Brain, ring enhanced lesions

Introduction

This talk applies to the unfortunate patient who has just found out that there is a ring lesion showing up on their “CT” or MRI. Since the scope of this website is starting to circle the globe well beyond the US and Canada, I’ll cover the important possibilities here and elsewhere.

These are the important things that your physician has memorized to be your advocate should such a finding come up on your radiographic imaging.

Disclaimers

This is the world of the radiologist and the neurologist. Obviously trust them if something like this has come up on a family member’s imaging. They will put their heads together with your internist to decide what’s next.

There are three general groups of people that present with ring lesions in their brain as per CT or MRI.
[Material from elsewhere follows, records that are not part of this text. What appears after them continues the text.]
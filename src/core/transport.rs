//! 传输引擎 - 在本地与远程主机之间复制或移动资源
//!
//! 每个引擎实例只执行一次传输。执行顺序固定为：
//! 打开会话 -> stat 源资源 -> 传输 -> (移动时)删除源资源 -> stat 目标资源。

use crate::interactors::{in_session, Interactor, LocalInteractor};
use crate::metadata::{Host, Hosts, Job, TransportAction, TransportMetadata};
use crate::resources::Resource;
use std::sync::Arc;
use thiserror::Error;
use tracing::{info, warn};

#[derive(Debug, Error)]
pub enum TransportError {
    #[error("Not implemented, please define {type_name}#{capability}")]
    MissingCapability {
        type_name: String,
        capability: &'static str,
    },
    #[error("Unsupported transfer of {resource} to {destination}: only local to remote and remote to local transfers are supported")]
    DirectionUnsupported {
        resource: String,
        destination: String,
    },
    #[error("Unknown host: {0}")]
    UnknownHost(String),
    #[error("Transfer failed: {0:#}")]
    Transfer(anyhow::Error),
    #[error("Session failed: {0:#}")]
    Session(#[from] anyhow::Error),
}

pub type TransportResult<T> = Result<T, TransportError>;

/// 具体传输方式需要提供的能力
///
/// `remote_interactor` 与 `remote_resource` 默认未提供，引擎在开始任何工作前
/// 会检查并以 [`TransportError::MissingCapability`] 失败。
pub trait TransportCapabilities: Send + Sync {
    /// 远程交互器，会话期间借用
    fn remote_interactor(&self) -> Option<Arc<dyn Interactor>> {
        None
    }

    /// 出站传输时资源在远程主机上的表示
    fn remote_resource(&self, _resource: &Resource) -> Option<Resource> {
        None
    }

    /// 资源落到指定主机后的表示（入站传输时用于构造本地输出资源）
    fn file_resource(&self, resource: &Resource, host: &Host) -> Resource {
        let mut output = Resource::new(resource.name.clone(), resource.kind, host.local);
        output.path = resource.path.clone();
        output
    }
}

/// 传输方向
#[derive(Debug, Clone, Copy, PartialEq, Eq)]
pub enum Direction {
    /// 本地 -> 远程
    Outbound,
    /// 远程 -> 本地
    Inbound,
}

impl Direction {
    pub fn resolve(resource_local: bool, destination_local: bool) -> Option<Self> {
        match (resource_local, destination_local) {
            (true, false) => Some(Direction::Outbound),
            (false, true) => Some(Direction::Inbound),
            _ => None,
        }
    }
}

/// 本地交互器工厂：(localhost, job) -> 交互器
pub type LocalInteractorFactory = Box<dyn Fn(&Host, &Job) -> Arc<dyn Interactor> + Send + Sync>;

/// 传输引擎
pub struct TransportEngine<C: TransportCapabilities> {
    capabilities: C,
    job: Job,
    hosts: Hosts,
    resource: Resource,
    metadata: TransportMetadata,
    local_factory: LocalInteractorFactory,
    output: Option<Resource>,
    product: Option<Resource>,
}

/// 类型名去掉模块路径和泛型参数
fn short_type_name<T: ?Sized>() -> String {
    let full = std::any::type_name::<T>();
    let base = full.split('<').next().unwrap_or(full);
    base.rsplit("::").next().unwrap_or(base).to_string()
}

impl<C: TransportCapabilities> TransportEngine<C> {
    pub fn new(
        capabilities: C,
        job: Job,
        hosts: Hosts,
        resource: Resource,
        metadata: TransportMetadata,
    ) -> Self {
        Self {
            capabilities,
            job,
            hosts,
            resource,
            metadata,
            local_factory: Box::new(|host: &Host, job: &Job| -> Arc<dyn Interactor> {
                Arc::new(LocalInteractor::new(host, job))
            }),
            output: None,
            product: None,
        }
    }

    /// 替换本地交互器的构造方式
    pub fn with_local_interactor<F>(mut self, factory: F) -> Self
    where
        F: Fn(&Host, &Job) -> Arc<dyn Interactor> + Send + Sync + 'static,
    {
        self.local_factory = Box::new(factory);
        self
    }

    /// 源资源（执行后包含 stat 结果和 transient 标记）
    pub fn resource(&self) -> &Resource {
        &self.resource
    }

    /// 最近一次执行的目标资源
    pub fn output(&self) -> Option<&Resource> {
        self.output.as_ref()
    }

    /// 最近一次执行的产出：复制时为源资源，移动时为目标资源
    pub fn product(&self) -> Option<&Resource> {
        self.product.as_ref()
    }

    fn missing(capability: &'static str) -> TransportError {
        TransportError::MissingCapability {
            type_name: short_type_name::<C>(),
            capability,
        }
    }

    /// 执行传输，返回目标资源
    pub async fn run(&mut self) -> TransportResult<Resource> {
        let remote = self
            .capabilities
            .remote_interactor()
            .ok_or_else(|| Self::missing("remote_interactor"))?;
        let remote_resource = self
            .capabilities
            .remote_resource(&self.resource)
            .ok_or_else(|| Self::missing("remote_resource"))?;

        let destination_host = self
            .hosts
            .get(&self.metadata.to)
            .ok_or_else(|| TransportError::UnknownHost(self.metadata.to.clone()))?;

        let direction = Direction::resolve(self.resource.local, destination_host.local)
            .ok_or_else(|| TransportError::DirectionUnsupported {
                resource: self.resource.name.clone(),
                destination: self.metadata.to.clone(),
            })?;

        let destination = match direction {
            Direction::Outbound => remote_resource,
            Direction::Inbound => self
                .capabilities
                .file_resource(&self.resource, self.hosts.localhost()),
        };

        info!(
            "{} {} to {} using {}",
            self.metadata.action.verb(),
            self.resource.name,
            self.metadata.to,
            self.metadata.agent
        );

        let local = (self.local_factory)(self.hosts.localhost(), &self.job);
        let action = self.metadata.action;
        let mut source = self.resource.clone();
        let mut destination = destination;

        let (local_ref, remote_ref) = (local.as_ref(), remote.as_ref());
        let (source_ref, destination_ref) = (&mut source, &mut destination);
        let result = in_session(local_ref, move || async move {
            in_session(remote_ref, move || async move {
                execute(direction, action, source_ref, destination_ref, local_ref, remote_ref).await
            })
            .await
        })
        .await;

        // 传输失败时也保留已完成的 stat 结果
        self.resource = source.clone();
        result?;

        self.product = Some(match action {
            TransportAction::Copy => source,
            TransportAction::Move => destination.clone(),
        });
        self.output = Some(destination.clone());

        Ok(destination)
    }
}

/// 会话内的传输步骤，严格按顺序执行
async fn execute(
    direction: Direction,
    action: TransportAction,
    source: &mut Resource,
    destination: &mut Resource,
    local: &dyn Interactor,
    remote: &dyn Interactor,
) -> TransportResult<()> {
    let (source_side, destination_side) = match direction {
        Direction::Outbound => (local, remote),
        Direction::Inbound => (remote, local),
    };

    stat(source, source_side).await;

    match direction {
        Direction::Outbound => remote.upload(source, destination, local).await,
        Direction::Inbound => remote.download(source, destination, local).await,
    }
    .map_err(TransportError::Transfer)?;

    match action {
        TransportAction::Move => {
            source_side
                .delete(source)
                .await
                .map_err(TransportError::Transfer)?;
            source.mark_transient();
        }
        TransportAction::Copy => {}
    }

    stat(destination, destination_side).await;

    Ok(())
}

/// stat 失败只记录警告，`size` 保持未设置
pub async fn stat(resource: &mut Resource, interactor: &dyn Interactor) {
    match interactor.stat(resource).await {
        Ok(size) => resource.stat(size),
        Err(e) => warn!("Unable to stat resource of type {}: {}", resource.kind, e),
    }
}
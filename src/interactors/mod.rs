pub mod local;
pub mod ssh;

#[cfg(test)]
pub(crate) mod testing;

use crate::metadata::Host;
use crate::resources::Resource;
use anyhow::Result;
use async_trait::async_trait;
use std::future::Future;

pub use local::LocalInteractor;
pub use ssh::SshInteractor;

/// 主机交互接口：在单个主机上执行 stat/upload/download/delete
///
/// 所有操作都应在 [`in_session`] 打开的会话内调用。
#[async_trait]
pub trait Interactor: Send + Sync {
    /// 绑定的主机
    fn host(&self) -> &Host;

    /// 资源在该主机上的绝对路径
    fn expand_path(&self, resource: &Resource) -> String;

    /// 打开会话（连接）
    async fn open(&self) -> Result<()> {
        Ok(())
    }

    /// 关闭会话
    async fn close(&self) -> Result<()> {
        Ok(())
    }

    /// 获取资源大小（字节）
    async fn stat(&self, resource: &Resource) -> Result<u64>;

    /// 把本地资源 `from` 推送到本主机上的 `to`，`local` 负责解析本地路径
    async fn upload(&self, from: &Resource, to: &Resource, local: &dyn Interactor) -> Result<()>;

    /// 把本主机上的 `from` 拉取到本地资源 `to`
    async fn download(&self, from: &Resource, to: &Resource, local: &dyn Interactor)
        -> Result<()>;

    /// 删除资源
    async fn delete(&self, resource: &Resource) -> Result<()>;
}

/// 在会话内执行 `body`，无论成功与否都会关闭会话
///
/// `body` 失败时关闭错误只记录日志，返回 `body` 的错误。
pub async fn in_session<I, F, Fut, T, E>(interactor: &I, body: F) -> Result<T, E>
where
    I: Interactor + ?Sized,
    F: FnOnce() -> Fut,
    Fut: Future<Output = Result<T, E>>,
    E: From<anyhow::Error>,
{
    interactor.open().await.map_err(E::from)?;

    let result = body().await;
    let closed = interactor.close().await;

    match (result, closed) {
        (Ok(value), Ok(())) => Ok(value),
        (Ok(_), Err(e)) => Err(E::from(e)),
        (Err(e), Ok(())) => Err(e),
        (Err(e), Err(close_error)) => {
            tracing::warn!(
                "Unable to close session on {}: {}",
                interactor.host().id,
                close_error
            );
            Err(e)
        }
    }
}

#[cfg(test)]
mod tests {
    use super::testing::RecordingInteractor;
    use super::*;

    #[tokio::test]
    async fn test_session_wraps_body() {
        let interactor = RecordingInteractor::remote("vault");
        let recorder = &interactor;
        let value: Result<u32> = in_session(&interactor, move || async move {
            recorder.record("body");
            Ok(7)
        })
        .await;

        assert_eq!(value.unwrap(), 7);
        assert_eq!(interactor.calls(), vec!["vault:open", "body", "vault:close"]);
    }

    #[tokio::test]
    async fn test_session_closes_when_body_fails() {
        let interactor = RecordingInteractor::remote("vault");
        let value: Result<()> =
            in_session(&interactor, || async { Err(anyhow::anyhow!("scp exited with 1")) }).await;

        assert_eq!(value.unwrap_err().to_string(), "scp exited with 1");
        assert_eq!(interactor.calls(), vec!["vault:open", "vault:close"]);
    }

    #[tokio::test]
    async fn test_session_not_entered_when_open_fails() {
        let interactor = RecordingInteractor::remote("vault").failing_open("connection refused");
        let recorder = &interactor;
        let value: Result<()> = in_session(&interactor, move || async move {
            recorder.record("body");
            Ok(())
        })
        .await;

        assert!(value.is_err());
        assert_eq!(interactor.calls(), vec!["vault:open"]);
    }
}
  1. If someone presents who is elderly, has a fever, has a sinus infection, and there has been some sort of history of a procedure, surgical or interventional or otherwise, in their head, then the most likely thing they have is a brain abscess.
  2. If the patient is in a Third World country or has traveled to a Third World country and has returned back to the US or Canada, and has a seizure which represents their first seizure ever, then this is most likely to be caused by neurocysticercosis. This is a condition produced by a tapeworm that’s found in pork. This may be ingested by mouth directly. Or the exposure might be as a result of bad hygiene because pigs live in the waters of Third World countries, and that expose the eggs of the tapeworm to the water in which people bathe or drink due to the lack of good plumbing and plumbing companies..
  3. The third presentation of a ring in enhanced lesion in the brain as per CT or MRI is in the HIV patient. AIDS patients, when their CD4 (a lymphocyte count which guides there well being and care) falls to a critical level, are highly at risk for developing toxoplasmosis. This is a bug that is found in cat feces and raw meat. It doesn’t bother people that aren’t immunocompromised. But it’s devastating to a patient with AIDS, again, with particularly low CD4 counts, or unborn babies, or the particularly elderly. All of these are immunocompromised hosts suitable for toxoplasmosis to hurt.

Conclusion

Three main presentations of patients with ring enhanced lesions in radiographic imaging like CT and MRI:

Old, Fever, sinusitis, procedure: brain abscess.

3rd world, 1st seizure: neurocysticercosis (<- a tapeworm found in pig; oral intake or bad hygiene).

HIV: toxoplasmosis (cat feces, raw meat).

In many of these presentations, neurosurgery is there next step to remove these brain lesions. The outcome is extremely variable. These are very unfortunate patients.